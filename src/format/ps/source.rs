use crate::error::{DvdError, Result};
use crate::format::{Domain, SectorSource};
use crate::utils::SECTOR_SIZE;
use bytes::Bytes;
use std::fs::File;
use std::io::{Read, Seek, SeekFrom};
use std::path::Path;

/// Direct sector reads against a title set's VOB files, which together
/// form one contiguous sector address space.
#[derive(Debug)]
pub struct VobFileSource {
    files: Vec<VobFile>,
}

#[derive(Debug)]
struct VobFile {
    file: File,
    first_sector: u32,
    sector_count: u32,
}

impl VobFileSource {
    /// Opens the title set's VOB files, in on-disc order.
    pub fn open<P: AsRef<Path>>(paths: &[P]) -> Result<Self> {
        if paths.is_empty() {
            return Err(DvdError::Resource(
                "no video object files found".to_string(),
            ));
        }
        let mut files = Vec::with_capacity(paths.len());
        let mut next_sector = 0u32;
        for path in paths {
            let file = File::open(path)?;
            let len = file.metadata()?.len();
            let sector_count = (len / SECTOR_SIZE as u64) as u32;
            files.push(VobFile {
                file,
                first_sector: next_sector,
                sector_count,
            });
            next_sector += sector_count;
        }
        Ok(Self { files })
    }
}

impl SectorSource for VobFileSource {
    fn read_sectors(&mut self, _vts: usize, _domain: Domain, sectors: &[u32]) -> Result<Bytes> {
        let mut out = Vec::with_capacity(sectors.len() * SECTOR_SIZE);
        let mut buf = [0u8; SECTOR_SIZE];
        for &sector in sectors {
            let vob = self
                .files
                .iter_mut()
                .find(|f| sector >= f.first_sector && sector < f.first_sector + f.sector_count)
                .ok_or_else(|| {
                    DvdError::Resource(format!("sector {} beyond the title set's vob files", sector))
                })?;
            let offset = (sector - vob.first_sector) as u64 * SECTOR_SIZE as u64;
            vob.file.seek(SeekFrom::Start(offset))?;
            vob.file.read_exact(&mut buf)?;
            out.extend_from_slice(&buf);
        }
        Ok(out.into())
    }
}
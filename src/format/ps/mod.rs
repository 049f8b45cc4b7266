//! MPEG program stream demultiplexing over DVD sector data.
//!
//! DVD VOBs are MPEG-2 program streams with one pack per 2048-byte
//! sector. Packets never cross sector boundaries, so the whole layer
//! is a forward walk over concatenated sectors; the only wrinkle is a
//! bounded read-ahead past the last cell to find audio frames that
//! spill over the cell's declared sector range.

mod demuxer;
mod pes;
mod source;
mod types;

pub use demuxer::{dump_cache_path, PsDemuxer};
pub use pes::{parse_pci_times, parse_pes_header, Packet, PacketCursor, PciTimes, PesHeader};
pub use source::VobFileSource;
pub use types::*;
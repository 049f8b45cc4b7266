use crate::error::{DvdError, Result};

/// Sector size of a DVD-Video disc, in bytes.
pub const SECTOR_SIZE: usize = 2048;

/// A bounds-checked big-endian byte cursor over a navigation file.
///
/// All multi-byte integers in IFO files are fixed-width big-endian and
/// tables are reached via sector-granular pointers (pointer value ×
/// sector size = byte offset from file start). Any seek or read past
/// end-of-file is a hard parse error.
pub struct BeReader<'a> {
    data: &'a [u8],
    pos: usize,
}

impl<'a> BeReader<'a> {
    /// Creates a new reader positioned at the start of the file.
    pub fn new(data: &'a [u8]) -> Self {
        Self { data, pos: 0 }
    }

    /// Returns the current byte position.
    pub fn position(&self) -> usize {
        self.pos
    }

    /// Seeks to an absolute byte offset.
    pub fn seek(&mut self, pos: usize) -> Result<()> {
        if pos > self.data.len() {
            return Err(DvdError::StructuralParse(format!(
                "seek to {:#x} past end of file ({:#x} bytes)",
                pos,
                self.data.len()
            )));
        }
        self.pos = pos;
        Ok(())
    }

    /// Skips `n` bytes forward.
    pub fn skip(&mut self, n: usize) -> Result<()> {
        self.seek(self.pos + n)
    }

    fn take(&mut self, n: usize) -> Result<&'a [u8]> {
        if self.pos + n > self.data.len() {
            return Err(DvdError::StructuralParse(format!(
                "read of {} bytes at {:#x} past end of file ({:#x} bytes)",
                n,
                self.pos,
                self.data.len()
            )));
        }
        let out = &self.data[self.pos..self.pos + n];
        self.pos += n;
        Ok(out)
    }

    /// Reads a single byte.
    pub fn read_u8(&mut self) -> Result<u8> {
        Ok(self.take(1)?[0])
    }

    /// Reads a big-endian u16.
    pub fn read_u16(&mut self) -> Result<u16> {
        let b = self.take(2)?;
        Ok(u16::from_be_bytes([b[0], b[1]]))
    }

    /// Reads a big-endian u32.
    pub fn read_u32(&mut self) -> Result<u32> {
        let b = self.take(4)?;
        Ok(u32::from_be_bytes([b[0], b[1], b[2], b[3]]))
    }

    /// Reads exactly `n` raw bytes.
    pub fn read_bytes(&mut self, n: usize) -> Result<&'a [u8]> {
        self.take(n)
    }

    /// Follows the sector pointer stored at absolute offset `at`:
    /// reads a u32 there and seeks to `value * SECTOR_SIZE`.
    pub fn goto_sector_ptr(&mut self, at: usize) -> Result<()> {
        self.seek(at)?;
        let sector = self.read_u32()? as usize;
        self.seek(sector * SECTOR_SIZE)
    }
}

#[cfg(test)]
mod tests {
    use super::*;

    #[test]
    fn test_big_endian_reads() {
        let data = [0x01, 0x02, 0x03, 0x04, 0x05, 0x06, 0x07];
        let mut r = BeReader::new(&data);
        assert_eq!(r.read_u8().unwrap(), 0x01);
        assert_eq!(r.read_u16().unwrap(), 0x0203);
        assert_eq!(r.read_u32().unwrap(), 0x04050607);
        assert!(r.read_u8().is_err());
    }

    #[test]
    fn test_sector_ptr() {
        let mut data = vec![0u8; SECTOR_SIZE * 2];
        // pointer at 0x10 -> sector 1
        data[0x13] = 0x01;
        data[SECTOR_SIZE] = 0xAB;
        let mut r = BeReader::new(&data);
        r.goto_sector_ptr(0x10).unwrap();
        assert_eq!(r.position(), SECTOR_SIZE);
        assert_eq!(r.read_u8().unwrap(), 0xAB);
    }

    #[test]
    fn test_sector_ptr_past_eof() {
        let mut data = vec![0u8; 32];
        data[3] = 0x10; // sector 16, way past eof
        let mut r = BeReader::new(&data);
        assert!(r.goto_sector_ptr(0).is_err());
    }
}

+---+

### GOAL OF THE EXERCISE
All lines containing "title" in the material above should appear in your reply, copied exactly.

### YOUR SOLUTION
/// Direct sector reads against a title set's VOB files, which together
    /// Opens the title set's VOB files, in on-disc order.
                    DvdError::Resource(format!("sector {} beyond the title set's vob files", sector))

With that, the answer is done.